By necessity, school curricula are suffused with secularity. But that is not the same thing as teaching secular humanism. Science and math are wholly secular subjects; their practitioners construct vast, intricate, interlocking systems of thought and discovery through the analysis of laboratory experiments, field observations, and formal proofs. The arts are secular (except for historical religious art); artists explore human creativity through human experience. History and the social sciences are largely secular; historians, political scientists, and psychologists seek patterns and regularities in the many things human beings do. Secular humanists have contributed in all these fields, but originated none of them. This chronology shows us it would be more accurate to label secularism as the cause and secular humanism as the effect rather than the other way around.

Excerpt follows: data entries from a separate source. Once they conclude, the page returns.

//! Error types for nudge operations.
//!
//! Every error carries a structured [`ErrorCode`] so callers (the REST layer in
//! particular) can map failures without matching on message text.

use std::collections::HashMap;
use thiserror::Error;

/// Result type alias for nudge operations.
pub type NudgeResult<T> = Result<T, NudgeError>;

/// Main error type for all nudge operations.
#[derive(Error, Debug)]
pub enum NudgeError {
    /// Input validation failed.
    #[error("Validation error: {message}")]
    Validation {
        message: String,
        code: ErrorCode,
        details: HashMap<String, String>,
        suggestion: Option<String>,
    },

    /// Conversation, condition or notification not found.
    #[error("Not found: {message}")]
    NotFound { message: String, code: ErrorCode },

    /// Condition limit for a scope was reached.
    #[error("Condition limit reached: {message}")]
    ConditionLimit {
        message: String,
        code: ErrorCode,
        limit: usize,
    },

    /// Upstream credential is missing or unusable.
    #[error("Authentication error: {message}")]
    Authentication { message: String, code: ErrorCode },

    /// LLM operation failed.
    #[error("LLM error: {message}")]
    Llm {
        message: String,
        code: ErrorCode,
        #[source]
        source: Option<Box<dyn std::error::Error + Send + Sync>>,
    },

    /// Classification call failed.
    #[error("Classifier error: {message}")]
    Classifier {
        message: String,
        code: ErrorCode,
        status: Option<u16>,
    },

    /// Configuration error.
    #[error("Configuration error: {0}")]
    Configuration(String),

    /// Parse error.
    #[error("Parse error: {message}")]
    Parse { message: String, code: ErrorCode },

    /// The engine task is gone.
    #[error("Engine unavailable: {0}")]
    EngineClosed(String),

    /// IO error.
    #[error("IO error: {0}")]
    Io(#[from] std::io::Error),

    /// JSON serialization error.
    #[error("Serialization error: {0}")]
    Serialization(#[from] serde_json::Error),

    /// Internal error.
    #[error("Internal error: {0}")]
    Internal(String),
}

/// Error codes for programmatic handling.
#[derive(Debug, Clone, Copy, PartialEq, Eq)]
pub enum ErrorCode {
    // Authentication (AUTH_xxx)
    AuthMissingCredentials,
    AuthInvalidKey,

    // Validation (VAL_xxx)
    ValInvalidInput,
    ValMissingField,
    ValOutOfRange,

    // Lookup (NF_xxx)
    NotFoundConversation,
    NotFoundCondition,
    NotFoundNotification,

    // Conditions (COND_xxx)
    CondLimitReached,

    // LLM (LLM_xxx)
    LlmConnectionFailed,
    LlmGenerationFailed,
    LlmInvalidResponse,

    // Classifier (CLS_xxx)
    ClsRequestFailed,
    ClsBadStatus,
    ClsInvalidResponse,

    // Parse (PARSE_xxx)
    ParseInvalidJson,
    ParseInvalidLine,

    // Engine
    EngineClosed,

    // Internal
    Internal,
}

impl ErrorCode {
    /// Get the string representation of the error code.
    pub fn as_str(&self) -> &'static str {
        match self {
            ErrorCode::AuthMissingCredentials => "AUTH_001",
            ErrorCode::AuthInvalidKey => "AUTH_002",
            ErrorCode::ValInvalidInput => "VAL_001",
            ErrorCode::ValMissingField => "VAL_002",
            ErrorCode::ValOutOfRange => "VAL_003",
            ErrorCode::NotFoundConversation => "NF_001",
            ErrorCode::NotFoundCondition => "NF_002",
            ErrorCode::NotFoundNotification => "NF_003",
            ErrorCode::CondLimitReached => "COND_001",
            ErrorCode::LlmConnectionFailed => "LLM_001",
            ErrorCode::LlmGenerationFailed => "LLM_002",
            ErrorCode::LlmInvalidResponse => "LLM_003",
            ErrorCode::ClsRequestFailed => "CLS_001",
            ErrorCode::ClsBadStatus => "CLS_002",
            ErrorCode::ClsInvalidResponse => "CLS_003",
            ErrorCode::ParseInvalidJson => "PARSE_001",
            ErrorCode::ParseInvalidLine => "PARSE_002",
            ErrorCode::EngineClosed => "ENG_001",
            ErrorCode::Internal => "INT_001",
        }
    }
}

impl NudgeError {
    /// Create a validation error.
    pub fn validation(message: impl Into<String>) -> Self {
        Self::Validation {
            message: message.into(),
            code: ErrorCode::ValInvalidInput,
            details: HashMap::new(),
            suggestion: None,
        }
    }

    /// Create a validation error for a missing request field.
    pub fn missing_field(field: impl Into<String>) -> Self {
        let field = field.into();
        let mut details = HashMap::new();
        details.insert("field".to_string(), field.clone());
        Self::Validation {
            message: format!("'{}' is required", field),
            code: ErrorCode::ValMissingField,
            details,
            suggestion: None,
        }
    }

    /// Create a validation error for a value outside its allowed range.
    pub fn out_of_range(message: impl Into<String>, suggestion: impl Into<String>) -> Self {
        Self::Validation {
            message: message.into(),
            code: ErrorCode::ValOutOfRange,
            details: HashMap::new(),
            suggestion: Some(suggestion.into()),
        }
    }

    /// Create a conversation-not-found error.
    pub fn conversation_not_found(id: impl std::fmt::Display) -> Self {
        Self::NotFound {
            message: format!("Conversation '{}' not found", id),
            code: ErrorCode::NotFoundConversation,
        }
    }

    /// Create a condition-not-found error.
    pub fn condition_not_found(id: impl std::fmt::Display) -> Self {
        Self::NotFound {
            message: format!("Condition '{}' not found", id),
            code: ErrorCode::NotFoundCondition,
        }
    }

    /// Create a notification-not-found error.
    pub fn notification_not_found(id: impl std::fmt::Display) -> Self {
        Self::NotFound {
            message: format!("Notification '{}' is not visible", id),
            code: ErrorCode::NotFoundNotification,
        }
    }

    /// Create a condition limit error.
    pub fn condition_limit(limit: usize) -> Self {
        Self::ConditionLimit {
            message: format!("At most {} conditions are allowed per scope", limit),
            code: ErrorCode::CondLimitReached,
            limit,
        }
    }

    /// Create a missing credential error.
    pub fn missing_credentials(message: impl Into<String>) -> Self {
        Self::Authentication {
            message: message.into(),
            code: ErrorCode::AuthMissingCredentials,
        }
    }

    /// Create an LLM error.
    pub fn llm(message: impl Into<String>) -> Self {
        Self::Llm {
            message: message.into(),
            code: ErrorCode::LlmGenerationFailed,
            source: None,
        }
    }

    /// Create a classifier transport error.
    pub fn classifier(message: impl Into<String>) -> Self {
        Self::Classifier {
            message: message.into(),
            code: ErrorCode::ClsRequestFailed,
            status: None,
        }
    }

    /// Create a classifier error for a non-success HTTP status.
    pub fn classifier_status(status: u16, body: impl Into<String>) -> Self {
        Self::Classifier {
            message: format!("HTTP {}: {}", status, body.into()),
            code: ErrorCode::ClsBadStatus,
            status: Some(status),
        }
    }

    /// Create a parse error.
    pub fn parse(message: impl Into<String>) -> Self {
        Self::Parse {
            message: message.into(),
            code: ErrorCode::ParseInvalidJson,
        }
    }

    /// Create a configuration error.
    pub fn config(message: impl Into<String>) -> Self {
        Self::Configuration(message.into())
    }

    /// Create an internal error.
    pub fn internal(message: impl Into<String>) -> Self {
        Self::Internal(message.into())
    }

    /// Get the error code.
    pub fn code(&self) -> ErrorCode {
        match self {
            Self::Validation { code, .. } => *code,
            Self::NotFound { code, .. } => *code,
            Self::ConditionLimit { code, .. } => *code,
            Self::Authentication { code, .. } => *code,
            Self::Llm { code, .. } => *code,
            Self::Classifier { code, .. } => *code,
            Self::Parse { code, .. } => *code,
            Self::EngineClosed(_) => ErrorCode::EngineClosed,
            _ => ErrorCode::Internal,
        }
    }

    /// Get a user-friendly suggestion for resolving this error.
    pub fn suggestion(&self) -> Option<&str> {
        match self {
            Self::Validation { suggestion, .. } => suggestion.as_deref(),
            Self::ConditionLimit { .. } => Some("Remove an existing condition before adding a new one"),
            Self::Authentication { .. } => Some("Set GEMINI_API_KEY (or ANTHROPIC_API_KEY) for the classifier"),
            Self::Llm { .. } => Some("Please check your LLM provider configuration"),
            Self::Classifier { .. } => Some("Please check that the classification endpoint is reachable"),
            _ => None,
        }
    }

    /// Convert from an HTTP status code returned by the classification endpoint.
    pub fn from_http_status(status: u16, body: &str) -> Self {
        match status {
            400 | 422 => Self::Validation {
                message: body.to_string(),
                code: ErrorCode::ValInvalidInput,
                details: HashMap::new(),
                suggestion: Some("Please check your request parameters".to_string()),
            },
            401 | 403 => Self::Authentication {
                message: body.to_string(),
                code: ErrorCode::AuthInvalidKey,
            },
            _ => Self::classifier_status(status, body),
        }
    }
}

#[cfg(test)]
mod tests {
    use super::*;

    #[test]
    fn test_validation_error() {
        let err = NudgeError::validation("Invalid input");
        assert_eq!(err.code(), ErrorCode::ValInvalidInput);
        assert!(err.to_string().contains("Invalid input"));
    }

    #[test]
    fn test_missing_field_records_field_name() {
        let err = NudgeError::missing_field("message");
        assert_eq!(err.code(), ErrorCode::ValMissingField);
        match err {
            NudgeError::Validation { details, .. } => {
                assert_eq!(details.get("field").map(String::as_str), Some("message"));
            }
            other => panic!("unexpected error: {other:?}"),
        }
    }

    #[test]
    fn test_condition_limit_has_suggestion() {
        let err = NudgeError::condition_limit(20);
        assert_eq!(err.code(), ErrorCode::CondLimitReached);
        assert!(err.suggestion().is_some());
        assert!(err.to_string().contains("20"));
    }

    #[test]
    fn test_from_http_status() {
        assert_eq!(
            NudgeError::from_http_status(400, "bad").code(),
            ErrorCode::ValInvalidInput
        );
        assert_eq!(
            NudgeError::from_http_status(403, "nope").code(),
            ErrorCode::AuthInvalidKey
        );
        let err = NudgeError::from_http_status(500, "boom");
        assert_eq!(err.code(), ErrorCode::ClsBadStatus);
        assert!(err.to_string().contains("HTTP 500"));
    }

    #[test]
    fn test_error_code_as_str() {
        assert_eq!(ErrorCode::AuthMissingCredentials.as_str(), "AUTH_001");
        assert_eq!(ErrorCode::CondLimitReached.as_str(), "COND_001");
    }
}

Even if you stretch the definition of religion to include secular humanism, that does not mean teachers are systematically teaching that worldview in public schools. For instance, biological evolution is rightly considered to be one of the core beliefs of secular humanists. But have you ever heard of a public high school with a science course called “Evolution” or “Neo-Darwinism?” I haven’t. When I was in school, we got evolution in bits and pieces scattered between astronomy, earth science, physics, chemistry, and biology. I never read a full-fledged, coherent textbook on evolution until college. I suspect you didn’t either.
Even though America is considered to be one of the most religious countries in the world, clearly at the end of this century and millennium, it’s far more secular than it was at the end of the 19th century, and certainly far, far more than at the end of the 18th century. Secularism has been one of the most powerful societal engines of change in the West ever since the Renaissance–or perhaps since the High Middle Ages. Science and technology must take the lion’s share of the credit (or the blame) for this state of affairs. Those twin dynamos have powered the reshaping of economic, political, and cultural institutions and mores for the past five centuries. Modern humanism, by comparison, has merely been along for only a small portion of the ride.
Raw beginners in science or philosophy often mistake coincidence for cause and effect. They assume a causal linkage between two or more phenomena merely because they abut one another in place and time. But upon closer examination, the purported link evaporates. This is the mistake the authors of Clergy make. Secular humanism is not the historical force they claim it was and therefore it could not do what they claim it could do. The authors proved nothing with their book, and so, unfortunately, illuminated nothing about the problems and possibilities of our own place and time.